Кто-то ответил ему не спеша, с трудом поворачивая язык:
— А чего хлебу-то пропадать даром?
Потом он вспомнил эту сцену и думал о непобедимых и неуязвимых мужицких нервах, о стойкости духа, о спасительном народном здоровье. Думал до тех пор, пока не возмужал в боях и не увидел другую сторону явления: вот те самые крепкие мужицкие нервы, воспитанные землей и природой, — они тоже иногда сдавали. И Степан Колдунов тоже не раз, вероятно, удирал с поля, позабыв о том, что у него есть какое-то там достоинство.
А может быть, достоинство и должно заключаться в том, чтобы искать для себя достойное поле сражения? Не смешно ли было ему, Алеше, сочинять для себя достоинство, смысл которого был так наивен: защищать бесцельность и пустоту своего героизма?
О чем там распелся Степан, лежа на полу?
— У господ душа завсегда жидкая. Он тебе задается, задается, а на самом деле у него ничего такого нет.
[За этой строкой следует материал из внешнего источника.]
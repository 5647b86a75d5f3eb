use otakulens::{
    api::{create_router, AppState},
    Config,
};

pub async fn run(config: Config) -> anyhow::Result<()> {
    let addr = format!("{}:{}", config.host, config.port);

    let state = AppState::new(config)?;
    let app = create_router(state);

    let listener = tokio::net::TcpListener::bind(&addr).await?;
    tracing::info!(addr = %addr, "Server running");
    axum::serve(listener, app).await?;

    Ok(())
}
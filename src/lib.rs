pub mod api;
pub mod config;
pub mod error;
pub mod middleware;
pub mod models;
pub mod services;
pub mod storage;

pub use config::Config;
pub use error::{AppError, AppResult};
use axum::{
    middleware,
    routing::{get, post},
    Router,
};
use tower::ServiceBuilder;
use tower_http::{cors::CorsLayer, trace::TraceLayer};

use super::handlers;
use super::AppState;
use crate::middleware::request_id::{make_span_with_request_id, request_id_middleware};

/// Creates the main API router with all routes
pub fn create_router(state: AppState) -> Router {
    Router::new()
        .route("/health", get(handlers::health_check))
        .nest("/api/v1", api_routes())
        .with_state(state)
        .layer(
            // Outermost first: the request ID must exist before the trace span opens
            ServiceBuilder::new()
                .layer(CorsLayer::permissive())
                .layer(middleware::from_fn(request_id_middleware))
                .layer(TraceLayer::new_for_http().make_span_with(make_span_with_request_id)),
        )
}

/// API routes under /api/v1
fn api_routes() -> Router<AppState> {
    Router::new()
        // Session
        .route("/credentials", post(handlers::set_credentials))
        .route("/debug", get(handlers::debug_info))
        // Data
        .route("/scrape", post(handlers::scrape))
        .route("/datasets", get(handlers::list_datasets))
        .route("/datasets/load", post(handlers::load_dataset))
        .route("/records", get(handlers::get_records))
        // Recommendations
        .route("/recommendations", post(handlers::recommend))
}
/// OpenRouter chat completion provider
///
/// Speaks the OpenAI-compatible `/chat/completions` endpoint with bearer
/// authentication.
use reqwest::Client as HttpClient;

use crate::{
    error::{AppError, AppResult},
    models::{ChatCompletionRequest, ChatCompletionResponse},
    services::providers::CompletionProvider,
};

#[derive(Clone)]
pub struct OpenRouterProvider {
    http_client: HttpClient,
    api_key: String,
    api_url: String,
}

impl OpenRouterProvider {
    pub fn new(api_key: String, api_url: String) -> Self {
        Self {
            http_client: HttpClient::new(),
            api_key,
            api_url: api_url.trim_end_matches('/').to_string(),
        }
    }

    fn completions_url(&self) -> String {
        format!("{}/chat/completions", self.api_url)
    }
}

impl std::fmt::Debug for OpenRouterProvider {
    fn fmt(&self, f: &mut std::fmt::Formatter<'_>) -> std::fmt::Result {
        f.debug_struct("OpenRouterProvider")
            .field("api_url", &self.api_url)
            .field("api_key", &"<redacted>")
            .finish()
    }
}

#[async_trait::async_trait]
impl CompletionProvider for OpenRouterProvider {
    async fn complete(&self, request: ChatCompletionRequest) -> AppResult<ChatCompletionResponse> {
        tracing::info!(
            model = %request.model,
            provider = self.name(),
            "Sending chat completion request"
        );

        let response = self
            .http_client
            .post(self.completions_url())
            .bearer_auth(&self.api_key)
            .json(&request)
            .send()
            .await?;

        if !response.status().is_success() {
            let status = response.status();
            let body = response.text().await.unwrap_or_default();
            return Err(AppError::ExternalApi(format!(
                "OpenRouter API returned status {}: {}",
                status, body
            )));
        }

        let response_text = response.text().await?;
        tracing::debug!(response = %response_text, "Raw OpenRouter API response");

        let completion: ChatCompletionResponse =
            serde_json::from_str(&response_text).map_err(|e| {
                tracing::error!(
                    error = %e,
                    response = %response_text,
                    "Failed to deserialize OpenRouter response"
                );
                AppError::ExternalApi(format!("Failed to parse OpenRouter response: {}", e))
            })?;

        if let Some(error) = &completion.error {
            return Err(AppError::ExternalApi(format!(
                "OpenRouter API error: {}",
                error.message
            )));
        }

        Ok(completion)
    }

    fn name(&self) -> &'static str {
        "openrouter"
    }
}

#[cfg(test)]
mod tests {
    use super::*;
    use crate::models::ChatMessage;

    #[test]
    fn test_completions_url_strips_trailing_slash() {
        let provider =
            OpenRouterProvider::new("key".to_string(), "https://openrouter.ai/api/v1/".to_string());
        assert_eq!(
            provider.completions_url(),
            "https://openrouter.ai/api/v1/chat/completions"
        );
    }

    #[test]
    fn test_debug_redacts_key() {
        let provider = OpenRouterProvider::new(
            "sk-or-secret".to_string(),
            "https://openrouter.ai/api/v1".to_string(),
        );
        let rendered = format!("{:?}", provider);
        assert!(!rendered.contains("sk-or-secret"));
        assert!(rendered.contains("<redacted>"));
    }

    #[tokio::test]
    async fn test_transport_failure_is_http_client_error() {
        let provider =
            OpenRouterProvider::new("key".to_string(), "http://127.0.0.1:1/api/v1".to_string());
        let request = ChatCompletionRequest {
            model: "m".to_string(),
            messages: vec![ChatMessage::user("hi")],
            temperature: 0.7,
            max_tokens: 10,
        };

        let result = provider.complete(request).await;
        assert!(matches!(result, Err(AppError::HttpClient(_))));
    }
}
/// Season listing collector
///
/// Fetches one listing page, extracts one `AnimeRecord` per entry card and
/// persists the batch as a timestamped JSON record set.
///
/// Flow:
/// 1. GET the listing URL with a browser-like User-Agent
/// 2. Split the document into entry fragments (`.anime-card`)
/// 3. Extract each fragment, spaced by a minimum interval; failures skip only that entry
/// 4. Write the batch to `<data_dir>/<prefix>_<YYYYMMDD_HHMMSS>.json`
use chrono::Local;
use reqwest::{Client as HttpClient, Url};
use scraper::{ElementRef, Html, Selector};
use serde::Serialize;
use std::path::PathBuf;
use std::time::Duration;

use crate::{
    config::Config,
    error::{AppError, AppResult},
    models::AnimeRecord,
    services::throttle::MinInterval,
    storage,
};

/// CSS selectors addressing the parts of a listing entry
#[derive(Debug, Clone)]
pub struct ListingSelectors {
    entry: Selector,
    title: Selector,
    synopsis: Selector,
    image: Selector,
}

impl ListingSelectors {
    pub fn new(entry: &str, title: &str, synopsis: &str, image: &str) -> AppResult<Self> {
        Ok(Self {
            entry: parse_selector(entry)?,
            title: parse_selector(title)?,
            synopsis: parse_selector(synopsis)?,
            image: parse_selector(image)?,
        })
    }

    /// Markup used by livechart.me season pages
    pub fn livechart() -> AppResult<Self> {
        Self::new(
            ".anime-card",
            ".main-title",
            ".anime-synopsis",
            ".poster-container img",
        )
    }
}

fn parse_selector(css: &str) -> AppResult<Selector> {
    Selector::parse(css)
        .map_err(|e| AppError::Scrape(format!("Invalid selector {:?}: {:?}", css, e)))
}

/// Result of a scrape that was persisted
#[derive(Debug, Clone, Serialize)]
pub struct Collected {
    pub records: Vec<AnimeRecord>,
    pub path: PathBuf,
}

#[derive(Debug, Clone)]
pub struct Collector {
    http_client: HttpClient,
    listing_url: Url,
    season: String,
    data_dir: PathBuf,
    file_prefix: String,
    entry_delay: Duration,
    selectors: ListingSelectors,
}

impl Collector {
    pub fn new(config: &Config) -> AppResult<Self> {
        let listing_url = Url::parse(&config.listing_url).map_err(|e| {
            AppError::Configuration(format!(
                "Invalid listing URL {:?}: {}",
                config.listing_url, e
            ))
        })?;

        let http_client = HttpClient::builder()
            .user_agent(config.user_agent.as_str())
            .build()?;

        Ok(Self {
            http_client,
            listing_url,
            season: config.season.clone(),
            data_dir: config.data_dir.clone(),
            file_prefix: config.file_prefix.clone(),
            entry_delay: config.scrape_delay(),
            selectors: ListingSelectors::livechart()?,
        })
    }

    pub fn with_selectors(mut self, selectors: ListingSelectors) -> Self {
        self.selectors = selectors;
        self
    }

    pub fn listing_url(&self) -> &Url {
        &self.listing_url
    }

    /// Scrapes the listing and writes the records to a new file
    ///
    /// A failed fetch writes nothing.
    pub async fn collect(&self) -> AppResult<Collected> {
        let records = self.scrape().await?;
        let path = storage::write_record_set(
            &self.data_dir,
            &self.file_prefix,
            &records,
            Local::now().naive_local(),
        )
        .await?;

        tracing::info!(
            records = records.len(),
            path = %path.display(),
            "Scrape completed"
        );

        Ok(Collected { records, path })
    }

    /// Fetches and extracts the listing without persisting anything
    pub async fn scrape(&self) -> AppResult<Vec<AnimeRecord>> {
        let body = self.fetch_listing().await?;
        let fragments = self.entry_fragments(&body);

        tracing::info!(
            url = %self.listing_url,
            entries = fragments.len(),
            "Listing page fetched"
        );

        let mut throttle = MinInterval::new(self.entry_delay);
        let mut records = Vec::with_capacity(fragments.len());

        for (index, fragment) in fragments.iter().enumerate() {
            throttle.ready().await;
            match self.extract_entry(fragment) {
                Ok(record) => records.push(record),
                Err(e) => {
                    tracing::warn!(entry = index, error = %e, "Skipping listing entry");
                }
            }
        }

        Ok(records)
    }

    async fn fetch_listing(&self) -> AppResult<String> {
        let response = self
            .http_client
            .get(self.listing_url.clone())
            .send()
            .await
            .map_err(|e| {
                tracing::error!(url = %self.listing_url, error = %e, "Listing request failed");
                e
            })?;

        if !response.status().is_success() {
            let status = response.status();
            tracing::error!(url = %self.listing_url, status = %status, "Listing request rejected");
            return Err(AppError::ExternalApi(format!(
                "Listing page returned status {}: {}",
                status, self.listing_url
            )));
        }

        Ok(response.text().await?)
    }

    /// Outer HTML of every top-level entry in the document
    pub fn entry_fragments(&self, document: &str) -> Vec<String> {
        let html = Html::parse_document(document);
        html.select(&self.selectors.entry)
            .map(|entry| entry.html())
            .collect()
    }

    /// Extracts one record from an entry fragment
    pub fn extract_entry(&self, fragment: &str) -> AppResult<AnimeRecord> {
        let html = Html::parse_fragment(fragment);

        let title = html.select(&self.selectors.title).next().map(element_text);
        let synopsis = html
            .select(&self.selectors.synopsis)
            .next()
            .map(element_text);

        let image_url = match html
            .select(&self.selectors.image)
            .next()
            .and_then(|img| img.value().attr("src"))
            .filter(|src| !src.trim().is_empty())
        {
            Some(src) => Some(resolve_url(&self.listing_url, src)?),
            None => None,
        };

        Ok(AnimeRecord::new(title, synopsis, image_url, &self.season))
    }
}

fn element_text(element: ElementRef<'_>) -> String {
    element.text().collect::<String>().trim().to_string()
}

/// Absolute URLs are kept verbatim, relative ones resolved against the page
fn resolve_url(base: &Url, src: &str) -> AppResult<String> {
    if Url::parse(src).is_ok() {
        return Ok(src.to_string());
    }
    base.join(src)
        .map(|url| url.to_string())
        .map_err(|e| AppError::Scrape(format!("Invalid image URL {:?}: {}", src, e)))
}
Он гонорится, пока поел хорошо, да выпил, да закурил, да с бабой побаловался. А дай ты ему, скажем, батрацкую долю, так он тебе через три дня либо плакать будет, либо с ума свернет — ни за что не выдержит. У нас в Саратовской был такой панок, такой себе мордатый, занозистый и ходил это все с прискоком, фасон держал. А как промотал там тятькино да мамкино, такой щеночек из него образовался, паскудный такой, слюнявый, и ладу себе так и не дал. Плакал, плакал, холуйничал, как последняя тварь, лизал там разные места, а потом взял да и повесился в нужнике. И места, себе, понимаешь, лучшего не нашел. Повесился и в записке написал: «Жизнь мне была, как мачеха». Видишь? Ему жизнь мамашей должна быть. И такие они все, господа. Пока есть кого сосать, он и сосет, а как некого, и скапустился. А в середке в нем ничего такого, крепости никакой.
Капитан отозвался с своей кровати:
— И у них… у господ, разные бывают. Бывают и крепкие.
— Мало. Оно, конечно, на кого попадешь. И сердце разное, как у нас говорят: у старухи сердце и у девки сердце, у старухи со слезой, а у девки с перцем.
Алеша пристал к разговору:
— Мало чего объяснял: с перцем, с перцем!
— А как же! Вот, к примеру, Пономарев. Без перца, пустой человек. Ты смотри, на митинге: мя-мя-мя! Какой это человек! Если ты буржуй, так уж ты будь, собака буржуем. А не хочешь, иди к народу полностью. Вот этот… полковник ихний Троицкий — вот это да! Аж глаза у него горят на нашего брата, чуть что — за револьвер. Убежал, смотри, искали-искали, как сквозь землю провалился. А потом и вылезет где-нибудь, где не ожидаешь.
— Этот, по-твоему, с перцем?
— Этот, конечно, этот такой.
— А говорил: у господ жидкая душа.
— Так я это вообще говорил: жидкая. А только не у всех. А с перцем которые — у господ мало. А то больше, сволочи, из-за угла: там купил, там надул, там схитрил, там, понимаешь, высидел, в другом месте водочки выпили, сговорились. Сволочный народ, бесчестный, потому все и заграбастали. А если бы все такие были, как Троицкий, давно бы их всех поубивали. Оно, когда против тебя зверь идет, виднее как-то.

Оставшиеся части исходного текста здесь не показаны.